キアヌ・リーヴスは、千葉と対面した際に「マエストロ!」と歓喜したほどだ。『アベンジャーズ』シリーズでおなじみ、サミュエル・L・ジャクソンが演じるニック・フューリーが眼帯をしているのは、彼が千葉演じる柳生十兵衛に影響を受けているからだ。
「『影の軍団』は、クエンティンとサミュエルが大好きな作品。彼らと会うと、よく僕の映画について語ってくれるんです(笑)。『影の軍団IV』で、僕が敵の首領を倒す前に、『名もなく地位無く姿無し。されど、この世を照らす光あらば、この世を斬る影もあると知れ。天魔伏滅!』と決め台詞を口にするんだけど、クエンティンが監督した『パルプ・フィクション』で、殺し屋役のサミュエルも人をあやめる前に聖書を読み上げるような決め台詞を口にする。実はこれ、僕へのオマージュで、クエンティンから『アイデアを拝借した』と伝えられた。なんとも遊び心がある監督ですよ」
ハリウッドで活躍する人々が敬愛してやまないサニー千葉は、今なお皆をワクワクさせる。
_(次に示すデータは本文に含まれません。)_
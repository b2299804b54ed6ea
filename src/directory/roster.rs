use std::sync::LazyLock;

use chrono::NaiveDate;

use super::models::{Player, Tournament};

struct Event {
    name: &'static str,
    date: NaiveDate,
    tier: u32,
}

const fn tier_one(name: &'static str, year: i32, month: u32, day: u32) -> Event {
    let date = match NaiveDate::from_ymd_opt(year, month, day) {
        Some(date) => date,
        None => panic!("invalid tournament date"),
    };
    Event { name, date, tier: 1 }
}

const DREAMLEAGUE_S24: Event = tier_one("DreamLeague Season 24", 2025, 3, 15);
const DREAMLEAGUE_S25: Event = tier_one("DreamLeague Season 25", 2025, 9, 12);
const ESL_BERLIN: Event = tier_one("ESL One Berlin 2025", 2025, 5, 20);
const ESL_BIRMINGHAM: Event = tier_one("ESL One Birmingham 2025", 2025, 6, 5);
const ESL_MANILA: Event = tier_one("ESL One Manila 2025", 2025, 4, 18);
const PGL_WALLACHIA_S2: Event = tier_one("PGL Wallachia Season 2", 2025, 7, 10);
const PGL_COPENHAGEN: Event = tier_one("PGL Copenhagen Major 2025", 2025, 2, 10);
const TI_2025: Event = tier_one("The International 2025", 2025, 8, 25);
const WEPLAY_ANIMAJOR: Event = tier_one("WePlay Animajor 2025", 2025, 10, 5);

const ASTER: &str = "Team Aster";
const LGD: &str = "LGD Gaming";
const XTREME: &str = "Xtreme Gaming";
const EHOME: &str = "EHOME";
const IG: &str = "Invictus Gaming";

/// Built on first access and never mutated afterwards.
pub(super) static ROSTER: LazyLock<Vec<Player>> = LazyLock::new(|| {
    vec![
        player("1", "Ame", "Wang Chunyu", ASTER, &[&DREAMLEAGUE_S24, &ESL_BERLIN]),
        player("2", "Chalice", "Yang Shenyi", ASTER, &[&DREAMLEAGUE_S24, &ESL_BERLIN]),
        player("3", "XinQ", "Zeng Xinquan", ASTER, &[&DREAMLEAGUE_S24, &PGL_WALLACHIA_S2]),
        player("4", "Lou", "Lou Yun", ASTER, &[&DREAMLEAGUE_S24]),
        player("5", "BoBoKa", "Liu Yaqi", ASTER, &[&DREAMLEAGUE_S24]),
        player("6", "old chicken", "Zhang Bin", LGD, &[&TI_2025, &ESL_BIRMINGHAM]),
        player("7", "NothingToSay", "Cheng Jin Xiang", LGD, &[&TI_2025, &ESL_BIRMINGHAM]),
        player("8", "Faith_bian", "Zhang Ruida", LGD, &[&TI_2025]),
        player("9", "y`", "Zhang Yiping", LGD, &[&TI_2025]),
        player("10", "XM", "Xu Minghao", LGD, &[&ESL_BIRMINGHAM]),
        player("11", "Paparazi", "Lu Zhigang", XTREME, &[&TI_2025, &DREAMLEAGUE_S25]),
        player("12", "Pyw", "Jiang Yongyang", XTREME, &[&TI_2025]),
        player("13", "JT", "Jiang Tao", XTREME, &[&TI_2025]),
        player("14", "Dy", "Ding Yi", XTREME, &[&DREAMLEAGUE_S25]),
        player("15", "Super", "Xie Junhao", EHOME, &[&ESL_MANILA]),
        player("16", "Erica", "Zhong Tianzhe", EHOME, &[&ESL_MANILA]),
        player("17", "old eLeVeN", "Ren Yangwei", IG, &[&PGL_COPENHAGEN]),
        player("18", "Emo", "Wen Zheng", IG, &[&PGL_COPENHAGEN, &WEPLAY_ANIMAJOR]),
        player("19", "JiuZhang", "Wang Jiuzhang", IG, &[&WEPLAY_ANIMAJOR]),
        player("20", "Oli", "Lin Kai", IG, &[&PGL_COPENHAGEN]),
    ]
});

fn player(id: &str, name: &str, real_name: &str, team: &str, events: &[&Event]) -> Player {
    Player {
        id: id.to_string(),
        name: name.to_string(),
        real_name: real_name.to_string(),
        team: team.to_string(),
        tournaments: events.iter().map(|event| to_tournament(event)).collect(),
    }
}

fn to_tournament(event: &Event) -> Tournament {
    Tournament {
        name: event.name.to_string(),
        date: event.date,
        tier: event.tier,
    }
}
「日本映画をハリウッドで作らなければいけないと思います。そして、日本では時代劇を復活させなければいけない。毎日がディスカバリー。それを求めて今も生きていますね。何か新しいことはないかなって、そう思いながら生きていますよね」
水戸黄門で父子鷹!?
現在、千葉には秘策があるという。
「時代劇を復活させるため、いくつか企画書を提出しているんです。とりわけやってみたい時代劇がある。80歳を過ぎた僕が、まだ身体も動く中で演じたら面白いだろうなって思うのが『水戸黄門』! 絶対、面白いと思わない?」
そういたずらっぽく笑う姿は、“千葉ちゃん”の愛称で親しまれた姿そのままだ。千葉ちゃんが演じる黄門さま一行……見てみたいに決まっている!
「なぜ水戸光圀は全国を行脚することになったのか。そこにいたるまでのお話……いうなれば、『水戸黄門 エピソードゼロ』を作りたいんですよ。ストーリーもできあがっていて自信がある! 助さん、格さんは、真剣佑と郷敦でも面白い。実は、彼らも乗り気になっているんだ(笑)。時代劇を盛り上げたいという人の力を借りて、世界を振り向かせるような時代劇を作りたい。皆さんの声も応援になるので、ぜひ楽しみにしていてほしい」
力の源は、衰えることのないアイデアと野心。千葉真一は、永遠に現役だ。